SUPPLIED RECORDS START

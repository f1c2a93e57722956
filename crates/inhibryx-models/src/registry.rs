//! The on-disk model catalog and its process-lifetime cache.
//!
//! Layout: `models/<target_protein>/<method>/` where `<method>` is
//! `descriptors` or `fingerprints`, containing:
//!   - `selected_features.json` — ordered training-time column names
//!   - `preprocessor.json`      — descriptors method only
//!   - `model/` or `model.json` — the predictor (see `predictor`)
//!
//! The catalog is listed once at startup into an immutable registry.
//! Bundles load lazily and are cached by path for the life of the
//! process; artifacts never change after deployment, so there is no
//! invalidation. Cache population is idempotent: a race costs a
//! duplicate load, never a corrupt entry.

use std::collections::{BTreeMap, HashMap};
use std::fmt;
use std::path::{Path, PathBuf};
use std::sync::{Arc, RwLock};

use tracing::{debug, info, warn};

use inhibryx_common::{InhibryxError, Result};

use crate::artifacts::{load_selected_features, Preprocessor};
use crate::predictor::{load_predictor, Predictor};

/// Feature representation a model was trained on.
#[derive(Debug, Clone, Copy, PartialEq, Eq, PartialOrd, Ord, Hash)]
pub enum FeatureMethod {
    Descriptors,
    Fingerprints,
}

impl FeatureMethod {
    /// On-disk directory name.
    pub fn dir_name(self) -> &'static str {
        match self {
            FeatureMethod::Descriptors => "descriptors",
            FeatureMethod::Fingerprints => "fingerprints",
        }
    }

    /// Title-case display name for selectors.
    pub fn display_name(self) -> &'static str {
        match self {
            FeatureMethod::Descriptors => "Descriptors",
            FeatureMethod::Fingerprints => "Fingerprints",
        }
    }

    pub fn from_dir_name(name: &str) -> Option<Self> {
        match name {
            "descriptors" => Some(FeatureMethod::Descriptors),
            "fingerprints" => Some(FeatureMethod::Fingerprints),
            _ => None,
        }
    }

    /// Parse a user-facing method string, case-insensitively.
    pub fn parse(name: &str) -> Option<Self> {
        Self::from_dir_name(name.to_lowercase().as_str())
    }
}

impl fmt::Display for FeatureMethod {
    fn fmt(&self, f: &mut fmt::Formatter<'_>) -> fmt::Result {
        f.write_str(self.display_name())
    }
}

/// Everything needed to predict for one (target, method) pair.
#[derive(Debug)]
pub struct ModelBundle {
    pub selected_features: Vec<String>,
    /// Present for the descriptors method only.
    pub preprocessor: Option<Preprocessor>,
    pub predictor: Box<dyn Predictor>,
}

/// Immutable catalog plus lazy bundle cache.
pub struct Registry {
    root: PathBuf,
    /// target name -> methods available on disk, targets in
    /// case-insensitive sort order.
    catalog: BTreeMap<String, Vec<FeatureMethod>>,
    cache: RwLock<HashMap<PathBuf, Arc<ModelBundle>>>,
}

impl Registry {
    /// Scan the models root once. Unknown method directories are logged
    /// and skipped; a target with no recognised method is dropped.
    pub fn scan(root: impl AsRef<Path>) -> Result<Self> {
        let root = root.as_ref().to_path_buf();
        if !root.is_dir() {
            return Err(InhibryxError::ArtifactLoad(format!(
                "models root {} is not a directory",
                root.display()
            )));
        }

        let mut catalog = BTreeMap::new();
        for entry in std::fs::read_dir(&root)? {
            let entry = entry?;
            if !entry.path().is_dir() {
                continue;
            }
            let target = entry.file_name().to_string_lossy().to_string();

            let mut methods = Vec::new();
            for sub in std::fs::read_dir(entry.path())? {
                let sub = sub?;
                if !sub.path().is_dir() {
                    continue;
                }
                let name = sub.file_name().to_string_lossy().to_string();
                match FeatureMethod::from_dir_name(&name) {
                    Some(method) => methods.push(method),
                    None => {
                        warn!(target = %target, dir = %name, "Unrecognised method directory, skipping");
                    }
                }
            }
            if methods.is_empty() {
                warn!(target = %target, "Target has no model method directories, skipping");
                continue;
            }
            methods.sort_unstable();
            catalog.insert(target, methods);
        }

        info!(
            root = %root.display(),
            targets = catalog.len(),
            "Model catalog loaded"
        );
        Ok(Self { root, catalog, cache: RwLock::new(HashMap::new()) })
    }

    /// Target names, sorted case-insensitively for the selector.
    pub fn targets(&self) -> Vec<String> {
        let mut names: Vec<String> = self.catalog.keys().cloned().collect();
        names.sort_by_key(|n| n.to_lowercase());
        names
    }

    /// Methods available for a target.
    pub fn methods(&self, target: &str) -> Option<&[FeatureMethod]> {
        self.catalog.get(target).map(|m| m.as_slice())
    }

    pub fn target_count(&self) -> usize {
        self.catalog.len()
    }

    fn bundle_dir(&self, target: &str, method: FeatureMethod) -> Result<PathBuf> {
        let known = self
            .catalog
            .get(target)
            .ok_or_else(|| {
                InhibryxError::ArtifactLoad(format!("unknown target protein {:?}", target))
            })?;
        if !known.contains(&method) {
            return Err(InhibryxError::ArtifactLoad(format!(
                "target {:?} has no {} model",
                target,
                method.dir_name()
            )));
        }
        Ok(self.root.join(target).join(method.dir_name()))
    }

    /// Resolve and load the bundle for a (target, method) pair.
    /// At most one load per path per process; later callers share the
    /// cached bundle.
    pub fn bundle(&self, target: &str, method: FeatureMethod) -> Result<Arc<ModelBundle>> {
        let dir = self.bundle_dir(target, method)?;

        if let Some(bundle) = self.cache.read().expect("cache lock poisoned").get(&dir) {
            return Ok(bundle.clone());
        }

        debug!(path = %dir.display(), "Loading model bundle");
        let selected_features = load_selected_features(&dir.join("selected_features.json"))?;
        let preprocessor = match method {
            FeatureMethod::Descriptors => Some(Preprocessor::load(&dir.join("preprocessor.json"))?),
            FeatureMethod::Fingerprints => None,
        };
        let predictor = load_predictor(&dir)?;

        let bundle = Arc::new(ModelBundle { selected_features, preprocessor, predictor });
        let mut cache = self.cache.write().expect("cache lock poisoned");
        // A racing loader may have beaten us; keep the first entry so
        // every caller shares one bundle.
        let entry = cache.entry(dir).or_insert_with(|| bundle.clone());
        Ok(entry.clone())
    }

    /// Number of bundles currently cached.
    pub fn cached_bundles(&self) -> usize {
        self.cache.read().expect("cache lock poisoned").len()
    }
}

#[cfg(test)]
mod tests {
    use super::*;
    use std::io::Write;

    /// Build a minimal on-disk catalog with one linear model.
    fn fixture() -> tempfile::TempDir {
        let dir = tempfile::tempdir().unwrap();
        let fp_dir = dir.path().join("Acetylcholinesterase").join("fingerprints");
        std::fs::create_dir_all(&fp_dir).unwrap();
        std::fs::File::create(fp_dir.join("selected_features.json"))
            .unwrap()
            .write_all(br#"["Morgan_1", "Morgan_7"]"#)
            .unwrap();
        std::fs::File::create(fp_dir.join("model.json"))
            .unwrap()
            .write_all(br#"{"kind":"linear","coefficients":[1.0,2.0],"intercept":4.0}"#)
            .unwrap();

        let desc_dir = dir.path().join("Monoamine oxidase").join("descriptors");
        std::fs::create_dir_all(&desc_dir).unwrap();
        std::fs::File::create(desc_dir.join("selected_features.json"))
            .unwrap()
            .write_all(br#"["MolWt"]"#)
            .unwrap();
        std::fs::File::create(desc_dir.join("preprocessor.json"))
            .unwrap()
            .write_all(br#"{"columns":[{"name":"MolWt","median":300.0,"mean":300.0,"std":100.0}]}"#)
            .unwrap();
        std::fs::File::create(desc_dir.join("model.json"))
            .unwrap()
            .write_all(br#"{"kind":"linear","coefficients":[0.5],"intercept":6.0}"#)
            .unwrap();

        dir
    }

    #[test]
    fn test_scan_builds_catalog() {
        let dir = fixture();
        let registry = Registry::scan(dir.path()).unwrap();
        assert_eq!(registry.target_count(), 2);
        assert_eq!(
            registry.methods("Acetylcholinesterase").unwrap(),
            &[FeatureMethod::Fingerprints]
        );
        assert_eq!(
            registry.methods("Monoamine oxidase").unwrap(),
            &[FeatureMethod::Descriptors]
        );
    }

    #[test]
    fn test_targets_sorted_case_insensitively() {
        let dir = fixture();
        let extra = dir.path().join("aaa target").join("fingerprints");
        std::fs::create_dir_all(&extra).unwrap();
        std::fs::File::create(extra.join("selected_features.json"))
            .unwrap()
            .write_all(br#"["Morgan_1"]"#)
            .unwrap();
        std::fs::File::create(extra.join("model.json"))
            .unwrap()
            .write_all(br#"{"kind":"linear","coefficients":[1.0],"intercept":0.0}"#)
            .unwrap();

        let registry = Registry::scan(dir.path()).unwrap();
        let targets = registry.targets();
        assert_eq!(targets[0], "aaa target");
        assert_eq!(targets[1], "Acetylcholinesterase");
    }

    #[test]
    fn test_unknown_target_is_artifact_error() {
        let dir = fixture();
        let registry = Registry::scan(dir.path()).unwrap();
        assert!(matches!(
            registry.bundle("Nope", FeatureMethod::Descriptors).unwrap_err(),
            InhibryxError::ArtifactLoad(_)
        ));
    }

    #[test]
    fn test_missing_method_is_artifact_error() {
        let dir = fixture();
        let registry = Registry::scan(dir.path()).unwrap();
        assert!(registry
            .bundle("Acetylcholinesterase", FeatureMethod::Descriptors)
            .is_err());
    }

    #[test]
    fn test_bundle_loaded_once_and_shared() {
        let dir = fixture();
        let registry = Registry::scan(dir.path()).unwrap();
        let first = registry
            .bundle("Acetylcholinesterase", FeatureMethod::Fingerprints)
            .unwrap();
        let second = registry
            .bundle("Acetylcholinesterase", FeatureMethod::Fingerprints)
            .unwrap();
        assert!(Arc::ptr_eq(&first, &second));
        assert_eq!(registry.cached_bundles(), 1);
    }

    #[test]
    fn test_descriptors_bundle_carries_preprocessor() {
        let dir = fixture();
        let registry = Registry::scan(dir.path()).unwrap();
        let bundle = registry
            .bundle("Monoamine oxidase", FeatureMethod::Descriptors)
            .unwrap();
        assert!(bundle.preprocessor.is_some());
        assert_eq!(bundle.selected_features, vec!["MolWt".to_string()]);
    }

    #[test]
    fn test_method_parse() {
        assert_eq!(FeatureMethod::parse("Descriptors"), Some(FeatureMethod::Descriptors));
        assert_eq!(FeatureMethod::parse("fingerprints"), Some(FeatureMethod::Fingerprints));
        assert_eq!(FeatureMethod::parse("magic"), None);
    }
}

SUPPLIED RECORDS END

[TASK TO COMPLETE] Every line in the data that holds "expect" should be copied out.

[EXERCISE RESPONSE]
        if let Some(bundle) = self.cache.read().expect("cache lock poisoned").get(&dir) {
        let mut cache = self.cache.write().expect("cache lock poisoned");
        self.cache.read().expect("cache lock poisoned").len()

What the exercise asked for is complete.